> EXERCISE GOAL:
Without changing a character, output all of the records.

> SUPPLIED INFORMATION:

──────────────────────────────

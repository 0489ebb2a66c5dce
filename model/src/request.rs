use crate::base_types::{NodeId, RequestId, Seconds};

/// A single passenger's trip request, from admission until it is dropped
/// off. Identity, origin/destination, and deadlines are fixed at
/// construction; `boarding_time`/`alighting_time`/`shared`/`assigned` are
/// the only fields later phases mutate.
#[derive(Debug, Clone)]
pub struct Request {
    pub id: RequestId,
    pub origin: NodeId,
    pub destination: NodeId,
    pub origin_lon: f64,
    pub origin_lat: f64,
    pub destination_lon: f64,
    pub destination_lat: f64,
    pub entry_time: Seconds,
    pub ideal_traveltime: Seconds,
    pub latest_boarding: Seconds,
    pub latest_alighting: Seconds,

    pub boarding_time: Option<Seconds>,
    pub alighting_time: Option<Seconds>,
    pub shared: bool,
    /// Set once this request has been selected in some tick's assignment.
    /// A committed request must reappear in every subsequent RTV graph
    /// until it boards.
    pub assigned: bool,
}

impl Request {
    #[allow(clippy::too_many_arguments)]
    pub fn new(
        id: RequestId,
        origin: NodeId,
        origin_lon: f64,
        origin_lat: f64,
        destination: NodeId,
        destination_lon: f64,
        destination_lat: f64,
        entry_time: Seconds,
        ideal_traveltime: Seconds,
        max_waiting: Seconds,
        max_detour: Seconds,
    ) -> Request {
        Request {
            id,
            origin,
            destination,
            origin_lon,
            origin_lat,
            destination_lon,
            destination_lat,
            entry_time,
            ideal_traveltime,
            latest_boarding: entry_time + max_waiting,
            latest_alighting: entry_time + ideal_traveltime + max_detour,
            boarding_time: None,
            alighting_time: None,
            shared: false,
            assigned: false,
        }
    }

    pub fn is_boarded(&self) -> bool {
        self.boarding_time.is_some()
    }

    pub fn is_alighted(&self) -> bool {
        self.alighting_time.is_some()
    }

    /// Delay beyond the ideal, direct travel time; zero until dropped off.
    pub fn delay(&self) -> Seconds {
        match self.alighting_time {
            Some(t) => (t - self.entry_time).saturating_sub(self.ideal_traveltime),
            None => Seconds::ZERO,
        }
    }
}

impl PartialEq for Request {
    fn eq(&self, other: &Self) -> bool {
        self.id == other.id
    }
}
impl Eq for Request {}

impl PartialOrd for Request {
    fn partial_cmp(&self, other: &Self) -> Option<std::cmp::Ordering> {
        Some(self.cmp(other))
    }
}
impl Ord for Request {
    fn cmp(&self, other: &Self) -> std::cmp::Ordering {
        self.id.cmp(&other.id)
    }
}

impl std::hash::Hash for Request {
    fn hash<H: std::hash::Hasher>(&self, state: &mut H) {
        self.id.hash(state);
    }
}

──────────────────────────────

> COMPLETED TASK:
repository 0489ebb2a66c5dce
filename model/src/request.rs
use crate::base_types::{NodeId, RequestId, Seconds};

/// A single passenger's trip request, from admission until it is dropped
/// off. Identity, origin/destination, and deadlines are fixed at
/// construction; `boarding_time`/`alighting_time`/`shared`/`assigned` are
/// the only fields later phases mutate.
#[derive(Debug, Clone)]
pub struct Request {
    pub id: RequestId,
    pub origin: NodeId,
    pub destination: NodeId,
    pub origin_lon: f64,
    pub origin_lat: f64,
    pub destination_lon: f64,
    pub destination_lat: f64,
    pub entry_time: Seconds,
    pub ideal_traveltime: Seconds,
    pub latest_boarding: Seconds,
    pub latest_alighting: Seconds,

    pub boarding_time: Option<Seconds>,
    pub alighting_time: Option<Seconds>,
    pub shared: bool,
    /// Set once this request has been selected in some tick's assignment.
    /// A committed request must reappear in every subsequent RTV graph
    /// until it boards.
    pub assigned: bool,
}

impl Request {
    #[allow(clippy::too_many_arguments)]
    pub fn new(
        id: RequestId,
        origin: NodeId,
        origin_lon: f64,
        origin_lat: f64,
        destination: NodeId,
        destination_lon: f64,
        destination_lat: f64,
        entry_time: Seconds,
        ideal_traveltime: Seconds,
        max_waiting: Seconds,
        max_detour: Seconds,
    ) -> Request {
        Request {
            id,
            origin,
            destination,
            origin_lon,
            origin_lat,
            destination_lon,
            destination_lat,
            entry_time,
            ideal_traveltime,
            latest_boarding: entry_time + max_waiting,
            latest_alighting: entry_time + ideal_traveltime + max_detour,
            boarding_time: None,
            alighting_time: None,
            shared: false,
            assigned: false,
        }
    }

    pub fn is_boarded(&self) -> bool {
        self.boarding_time.is_some()
    }

    pub fn is_alighted(&self) -> bool {
        self.alighting_time.is_some()
    }

    /// Delay beyond the ideal, direct travel time; zero until dropped off.
    pub fn delay(&self) -> Seconds {
        match self.alighting_time {
            Some(t) => (t - self.entry_time).saturating_sub(self.ideal_traveltime),
            None => Seconds::ZERO,
        }
    }
}

impl PartialEq for Request {
    fn eq(&self, other: &Self) -> bool {
        self.id == other.id
    }
}
impl Eq for Request {}

impl PartialOrd for Request {
    fn partial_cmp(&self, other: &Self) -> Option<std::cmp::Ordering> {
        Some(self.cmp(other))
    }
}
impl Ord for Request {
    fn cmp(&self, other: &Self) -> std::cmp::Ordering {
        self.id.cmp(&other.id)
    }
}

impl std::hash::Hash for Request {
    fn hash<H: std::hash::Hasher>(&self, state: &mut H) {
        self.id.hash(state);
    }
}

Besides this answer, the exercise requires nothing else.